WHAT IS NEEDED
Please return the whole listing word for word.

INPUT DATA
//! Loopback tests for the UDP transport. The host runs on its own thread
//! because `join` blocks until the host answers.

use std::net::{Ipv4Addr, UdpSocket};
use std::sync::mpsc;
use std::thread;
use std::time::{Duration, Instant};

use warden_transport::{
    DropReason, HostOptions, JoinFailure, JoinOptions, NetUserId, Transport, TransportConfig,
    TransportError, TransportEvents, UdpTransport,
};

#[derive(Default)]
struct Recorder {
    accept: bool,
    joined: Vec<NetUserId>,
    dropped: Vec<(NetUserId, DropReason)>,
}

impl TransportEvents for Recorder {
    fn on_new_user(&mut self, user: NetUserId) -> Option<u8> {
        if !self.accept {
            return None;
        }
        self.joined.push(user);
        Some(self.joined.len() as u8)
    }

    fn on_drop(&mut self, user: NetUserId, reason: DropReason) {
        self.dropped.push((user, reason));
    }
}

fn localhost() -> HostOptions {
    HostOptions {
        bind_ip: Ipv4Addr::LOCALHOST.into(),
        ..HostOptions::default()
    }
}

/// Hosts on an ephemeral port and echoes every message until the first
/// peer leaves. Returns what the host observed.
fn spawn_echo_host(accept: bool) -> (u16, thread::JoinHandle<Recorder>) {
    let (port_tx, port_rx) = mpsc::channel();
    let handle = thread::spawn(move || {
        let mut host = UdpTransport::init(TransportConfig::default()).unwrap();
        port_tx.send(host.host("0", localhost()).unwrap()).unwrap();

        let mut events = Recorder { accept, ..Recorder::default() };
        let deadline = Instant::now() + Duration::from_secs(5);
        let mut buffer = [0u8; 1200];
        while Instant::now() < deadline && events.dropped.is_empty() {
            host.update(&mut events).unwrap();
            for user in events.joined.clone() {
                while host.message_ready(user, Duration::ZERO).unwrap().is_some() {
                    let len = host.read_message(user, &mut buffer).unwrap();
                    host.send_single(user, &buffer[..len], true).unwrap();
                }
            }
            if !accept && Instant::now() + Duration::from_secs(4) > deadline {
                break;
            }
            thread::sleep(Duration::from_millis(1));
        }
        events
    });
    (port_rx.recv().unwrap(), handle)
}

#[test]
fn test_reliable_echo_and_telemetry() {
    let (port, host) = spawn_echo_host(true);

    let mut client = UdpTransport::init(TransportConfig::default()).unwrap();
    let user = client
        .join(&format!("127.0.0.1:{port}"), JoinOptions::default())
        .unwrap();
    assert_eq!(user, NetUserId(1));

    let mut events = Recorder { accept: true, ..Recorder::default() };
    client.update(&mut events).unwrap();
    assert_eq!(events.joined, vec![NetUserId::HOST]);

    client.send_single(NetUserId::HOST, b"tick-0", true).unwrap();
    let size = client
        .message_ready(NetUserId::HOST, Duration::from_secs(3))
        .unwrap();
    assert_eq!(size, Some(6));

    // Asking again neither consumes nor duplicates.
    for _ in 0..3 {
        assert_eq!(
            client.message_ready(NetUserId::HOST, Duration::ZERO).unwrap(),
            Some(6)
        );
    }

    let mut buffer = [0u8; 64];
    assert_eq!(client.read_message(NetUserId::HOST, &mut buffer).unwrap(), 6);
    assert_eq!(&buffer[..6], b"tick-0");

    let link = client.peer_link(NetUserId::HOST).unwrap();
    assert!(link.bytes_out > 0);
    assert!(link.bytes_in > 0);
    // The client's own link is the upstream link.
    assert_eq!(client.link_state(user), link);
    assert_eq!(client.ping(NetUserId(42)), 0);

    client.exit();
    let observed = host.join().unwrap();
    assert_eq!(observed.joined, vec![NetUserId(1)]);
    assert_eq!(observed.dropped, vec![(NetUserId(1), DropReason::Disconnected)]);
}

#[test]
fn test_join_silent_endpoint_times_out() {
    let silent = UdpSocket::bind("127.0.0.1:0").unwrap();
    let port = silent.local_addr().unwrap().port();

    let mut client = UdpTransport::init(TransportConfig::default()).unwrap();
    let started = Instant::now();
    let err = client
        .join(
            &format!("127.0.0.1:{port}"),
            JoinOptions { timeout: Some(Duration::from_millis(300)) },
        )
        .unwrap_err();

    assert!(matches!(
        err,
        TransportError::Join { failure: JoinFailure::TimedOut, .. }
    ));
    assert!(started.elapsed() < Duration::from_secs(3));
    assert!(client.role().is_none());
}

#[test]
fn test_refused_peer_is_disconnected() {
    let (port, host) = spawn_echo_host(false);

    let mut client = UdpTransport::init(TransportConfig::default()).unwrap();
    client
        .join(&format!("127.0.0.1:{port}"), JoinOptions::default())
        .unwrap();

    let mut events = Recorder { accept: true, ..Recorder::default() };
    let deadline = Instant::now() + Duration::from_secs(3);
    while events.dropped.is_empty() && Instant::now() < deadline {
        client.update(&mut events).unwrap();
        thread::sleep(Duration::from_millis(2));
    }
    assert_eq!(events.dropped, vec![(NetUserId::HOST, DropReason::Disconnected)]);
    assert!(client.peers().is_empty());

    let observed = host.join().unwrap();
    assert!(observed.joined.is_empty());
}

WRITTEN RESPONSE
//! Loopback tests for the UDP transport. The host runs on its own thread
//! because `join` blocks until the host answers.

use std::net::{Ipv4Addr, UdpSocket};
use std::sync::mpsc;
use std::thread;
use std::time::{Duration, Instant};

use warden_transport::{
    DropReason, HostOptions, JoinFailure, JoinOptions, NetUserId, Transport, TransportConfig,
    TransportError, TransportEvents, UdpTransport,
};

#[derive(Default)]
struct Recorder {
    accept: bool,
    joined: Vec<NetUserId>,
    dropped: Vec<(NetUserId, DropReason)>,
}

impl TransportEvents for Recorder {
    fn on_new_user(&mut self, user: NetUserId) -> Option<u8> {
        if !self.accept {
            return None;
        }
        self.joined.push(user);
        Some(self.joined.len() as u8)
    }

    fn on_drop(&mut self, user: NetUserId, reason: DropReason) {
        self.dropped.push((user, reason));
    }
}

fn localhost() -> HostOptions {
    HostOptions {
        bind_ip: Ipv4Addr::LOCALHOST.into(),
        ..HostOptions::default()
    }
}

/// Hosts on an ephemeral port and echoes every message until the first
/// peer leaves. Returns what the host observed.
fn spawn_echo_host(accept: bool) -> (u16, thread::JoinHandle<Recorder>) {
    let (port_tx, port_rx) = mpsc::channel();
    let handle = thread::spawn(move || {
        let mut host = UdpTransport::init(TransportConfig::default()).unwrap();
        port_tx.send(host.host("0", localhost()).unwrap()).unwrap();

        let mut events = Recorder { accept, ..Recorder::default() };
        let deadline = Instant::now() + Duration::from_secs(5);
        let mut buffer = [0u8; 1200];
        while Instant::now() < deadline && events.dropped.is_empty() {
            host.update(&mut events).unwrap();
            for user in events.joined.clone() {
                while host.message_ready(user, Duration::ZERO).unwrap().is_some() {
                    let len = host.read_message(user, &mut buffer).unwrap();
                    host.send_single(user, &buffer[..len], true).unwrap();
                }
            }
            if !accept && Instant::now() + Duration::from_secs(4) > deadline {
                break;
            }
            thread::sleep(Duration::from_millis(1));
        }
        events
    });
    (port_rx.recv().unwrap(), handle)
}

#[test]
fn test_reliable_echo_and_telemetry() {
    let (port, host) = spawn_echo_host(true);

    let mut client = UdpTransport::init(TransportConfig::default()).unwrap();
    let user = client
        .join(&format!("127.0.0.1:{port}"), JoinOptions::default())
        .unwrap();
    assert_eq!(user, NetUserId(1));

    let mut events = Recorder { accept: true, ..Recorder::default() };
    client.update(&mut events).unwrap();
    assert_eq!(events.joined, vec![NetUserId::HOST]);

    client.send_single(NetUserId::HOST, b"tick-0", true).unwrap();
    let size = client
        .message_ready(NetUserId::HOST, Duration::from_secs(3))
        .unwrap();
    assert_eq!(size, Some(6));

    // Asking again neither consumes nor duplicates.
    for _ in 0..3 {
        assert_eq!(
            client.message_ready(NetUserId::HOST, Duration::ZERO).unwrap(),
            Some(6)
        );
    }

    let mut buffer = [0u8; 64];
    assert_eq!(client.read_message(NetUserId::HOST, &mut buffer).unwrap(), 6);
    assert_eq!(&buffer[..6], b"tick-0");

    let link = client.peer_link(NetUserId::HOST).unwrap();
    assert!(link.bytes_out > 0);
    assert!(link.bytes_in > 0);
    // The client's own link is the upstream link.
    assert_eq!(client.link_state(user), link);
    assert_eq!(client.ping(NetUserId(42)), 0);

    client.exit();
    let observed = host.join().unwrap();
    assert_eq!(observed.joined, vec![NetUserId(1)]);
    assert_eq!(observed.dropped, vec![(NetUserId(1), DropReason::Disconnected)]);
}

#[test]
fn test_join_silent_endpoint_times_out() {
    let silent = UdpSocket::bind("127.0.0.1:0").unwrap();
    let port = silent.local_addr().unwrap().port();

    let mut client = UdpTransport::init(TransportConfig::default()).unwrap();
    let started = Instant::now();
    let err = client
        .join(
            &format!("127.0.0.1:{port}"),
            JoinOptions { timeout: Some(Duration::from_millis(300)) },
        )
        .unwrap_err();

    assert!(matches!(
        err,
        TransportError::Join { failure: JoinFailure::TimedOut, .. }
    ));
    assert!(started.elapsed() < Duration::from_secs(3));
    assert!(client.role().is_none());
}

#[test]
fn test_refused_peer_is_disconnected() {
    let (port, host) = spawn_echo_host(false);

    let mut client = UdpTransport::init(TransportConfig::default()).unwrap();
    client
        .join(&format!("127.0.0.1:{port}"), JoinOptions::default())
        .unwrap();

    let mut events = Recorder { accept: true, ..Recorder::default() };
    let deadline = Instant::now() + Duration::from_secs(3);
    while events.dropped.is_empty() && Instant::now() < deadline {
        client.update(&mut events).unwrap();
        thread::sleep(Duration::from_millis(2));
    }
    assert_eq!(events.dropped, vec![(NetUserId::HOST, DropReason::Disconnected)]);
    assert!(client.peers().is_empty());

    let observed = host.join().unwrap();
    assert!(observed.joined.is_empty());
}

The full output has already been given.